Content starts
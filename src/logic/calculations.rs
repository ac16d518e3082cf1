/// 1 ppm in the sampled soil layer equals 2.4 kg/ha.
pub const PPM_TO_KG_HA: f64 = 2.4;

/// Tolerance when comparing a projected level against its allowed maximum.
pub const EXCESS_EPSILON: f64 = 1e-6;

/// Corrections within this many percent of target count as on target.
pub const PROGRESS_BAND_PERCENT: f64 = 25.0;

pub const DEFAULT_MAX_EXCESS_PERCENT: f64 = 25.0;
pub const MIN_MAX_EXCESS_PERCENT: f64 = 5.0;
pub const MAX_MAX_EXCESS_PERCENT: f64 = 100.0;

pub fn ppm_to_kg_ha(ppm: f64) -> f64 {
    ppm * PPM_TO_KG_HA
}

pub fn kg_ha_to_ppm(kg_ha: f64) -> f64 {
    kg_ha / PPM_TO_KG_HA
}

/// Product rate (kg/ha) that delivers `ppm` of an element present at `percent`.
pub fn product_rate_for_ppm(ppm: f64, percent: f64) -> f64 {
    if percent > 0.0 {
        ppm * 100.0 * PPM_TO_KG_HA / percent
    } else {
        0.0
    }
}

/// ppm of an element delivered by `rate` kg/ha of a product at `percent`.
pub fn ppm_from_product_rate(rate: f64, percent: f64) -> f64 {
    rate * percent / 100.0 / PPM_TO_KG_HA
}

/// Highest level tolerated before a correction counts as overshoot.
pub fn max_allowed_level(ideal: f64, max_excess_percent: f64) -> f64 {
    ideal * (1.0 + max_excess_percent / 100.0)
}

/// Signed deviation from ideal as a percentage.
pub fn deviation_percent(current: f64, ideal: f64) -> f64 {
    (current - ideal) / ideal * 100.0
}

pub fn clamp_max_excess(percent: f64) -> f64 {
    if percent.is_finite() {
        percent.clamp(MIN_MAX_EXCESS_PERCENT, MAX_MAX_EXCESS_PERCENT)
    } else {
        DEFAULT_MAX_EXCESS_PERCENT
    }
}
Content ends
Content starts
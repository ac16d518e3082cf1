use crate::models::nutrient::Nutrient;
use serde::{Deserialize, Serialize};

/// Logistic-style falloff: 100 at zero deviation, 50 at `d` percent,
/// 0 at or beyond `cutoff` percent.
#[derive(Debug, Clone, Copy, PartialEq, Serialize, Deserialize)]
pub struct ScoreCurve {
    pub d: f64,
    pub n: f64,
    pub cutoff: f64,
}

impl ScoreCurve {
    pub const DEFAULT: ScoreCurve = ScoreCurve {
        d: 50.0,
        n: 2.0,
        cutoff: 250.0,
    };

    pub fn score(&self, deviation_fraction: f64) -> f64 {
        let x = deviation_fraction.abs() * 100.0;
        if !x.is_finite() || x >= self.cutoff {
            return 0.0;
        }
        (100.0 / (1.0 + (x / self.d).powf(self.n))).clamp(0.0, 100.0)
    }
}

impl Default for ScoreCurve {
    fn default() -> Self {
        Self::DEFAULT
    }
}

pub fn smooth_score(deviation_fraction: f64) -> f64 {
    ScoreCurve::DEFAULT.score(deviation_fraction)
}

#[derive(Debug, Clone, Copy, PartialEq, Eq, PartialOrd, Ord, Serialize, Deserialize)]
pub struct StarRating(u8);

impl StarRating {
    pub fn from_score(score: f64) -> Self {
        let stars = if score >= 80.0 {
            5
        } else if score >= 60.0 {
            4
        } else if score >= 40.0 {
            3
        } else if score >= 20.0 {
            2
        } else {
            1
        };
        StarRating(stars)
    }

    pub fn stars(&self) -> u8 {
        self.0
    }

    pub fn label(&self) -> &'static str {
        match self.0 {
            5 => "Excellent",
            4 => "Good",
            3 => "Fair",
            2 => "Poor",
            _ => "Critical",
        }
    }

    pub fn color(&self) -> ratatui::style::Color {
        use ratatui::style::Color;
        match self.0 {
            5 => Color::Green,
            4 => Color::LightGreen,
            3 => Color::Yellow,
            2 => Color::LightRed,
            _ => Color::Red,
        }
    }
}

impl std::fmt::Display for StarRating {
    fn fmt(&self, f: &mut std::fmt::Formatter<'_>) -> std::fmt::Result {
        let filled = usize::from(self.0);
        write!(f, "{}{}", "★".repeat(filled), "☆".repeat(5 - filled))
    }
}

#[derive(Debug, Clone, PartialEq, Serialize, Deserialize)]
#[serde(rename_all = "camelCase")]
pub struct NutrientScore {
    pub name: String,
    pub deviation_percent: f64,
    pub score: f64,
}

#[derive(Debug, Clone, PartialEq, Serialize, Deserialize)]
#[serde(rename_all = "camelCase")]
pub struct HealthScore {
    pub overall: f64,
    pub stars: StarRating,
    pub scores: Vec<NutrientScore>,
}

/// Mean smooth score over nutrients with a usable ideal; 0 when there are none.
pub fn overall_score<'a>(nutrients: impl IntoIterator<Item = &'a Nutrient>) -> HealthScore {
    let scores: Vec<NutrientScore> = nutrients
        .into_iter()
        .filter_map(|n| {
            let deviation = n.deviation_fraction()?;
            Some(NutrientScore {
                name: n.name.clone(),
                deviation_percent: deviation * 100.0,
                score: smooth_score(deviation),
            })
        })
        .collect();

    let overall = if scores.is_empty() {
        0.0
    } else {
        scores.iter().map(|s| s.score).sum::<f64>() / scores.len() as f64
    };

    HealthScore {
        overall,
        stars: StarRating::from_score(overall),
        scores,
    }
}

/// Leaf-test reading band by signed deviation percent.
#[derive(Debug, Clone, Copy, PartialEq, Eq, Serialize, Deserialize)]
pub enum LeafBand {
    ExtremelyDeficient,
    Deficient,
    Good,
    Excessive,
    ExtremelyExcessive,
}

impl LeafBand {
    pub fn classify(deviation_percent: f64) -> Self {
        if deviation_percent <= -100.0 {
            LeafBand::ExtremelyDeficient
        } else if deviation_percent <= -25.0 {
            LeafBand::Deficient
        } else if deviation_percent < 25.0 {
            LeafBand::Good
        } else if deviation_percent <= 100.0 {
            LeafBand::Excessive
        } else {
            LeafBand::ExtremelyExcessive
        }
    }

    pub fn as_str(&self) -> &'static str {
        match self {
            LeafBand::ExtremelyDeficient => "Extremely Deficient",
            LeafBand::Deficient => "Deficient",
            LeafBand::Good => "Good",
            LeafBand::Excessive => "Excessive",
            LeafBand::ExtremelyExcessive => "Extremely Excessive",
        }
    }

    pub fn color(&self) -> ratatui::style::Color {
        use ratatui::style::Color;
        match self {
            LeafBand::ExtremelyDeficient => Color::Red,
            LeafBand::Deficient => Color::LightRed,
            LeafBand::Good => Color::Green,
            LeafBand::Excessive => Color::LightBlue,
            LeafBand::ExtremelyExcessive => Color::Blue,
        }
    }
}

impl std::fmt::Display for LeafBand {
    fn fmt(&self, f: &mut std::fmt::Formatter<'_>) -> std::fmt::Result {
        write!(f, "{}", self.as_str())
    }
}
Content ends
Content starts
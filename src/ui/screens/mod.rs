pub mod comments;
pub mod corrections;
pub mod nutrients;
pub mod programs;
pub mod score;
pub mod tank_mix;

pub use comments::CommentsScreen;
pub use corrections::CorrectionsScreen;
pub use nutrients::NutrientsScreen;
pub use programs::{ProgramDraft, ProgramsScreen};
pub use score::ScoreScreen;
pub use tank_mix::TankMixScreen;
Content ends
PROBLEM TO WORK ON: Across the data, tally the lines containing "Deserialize" and give back the number alone.

SOLUTION FOR THIS PROBLEM: 6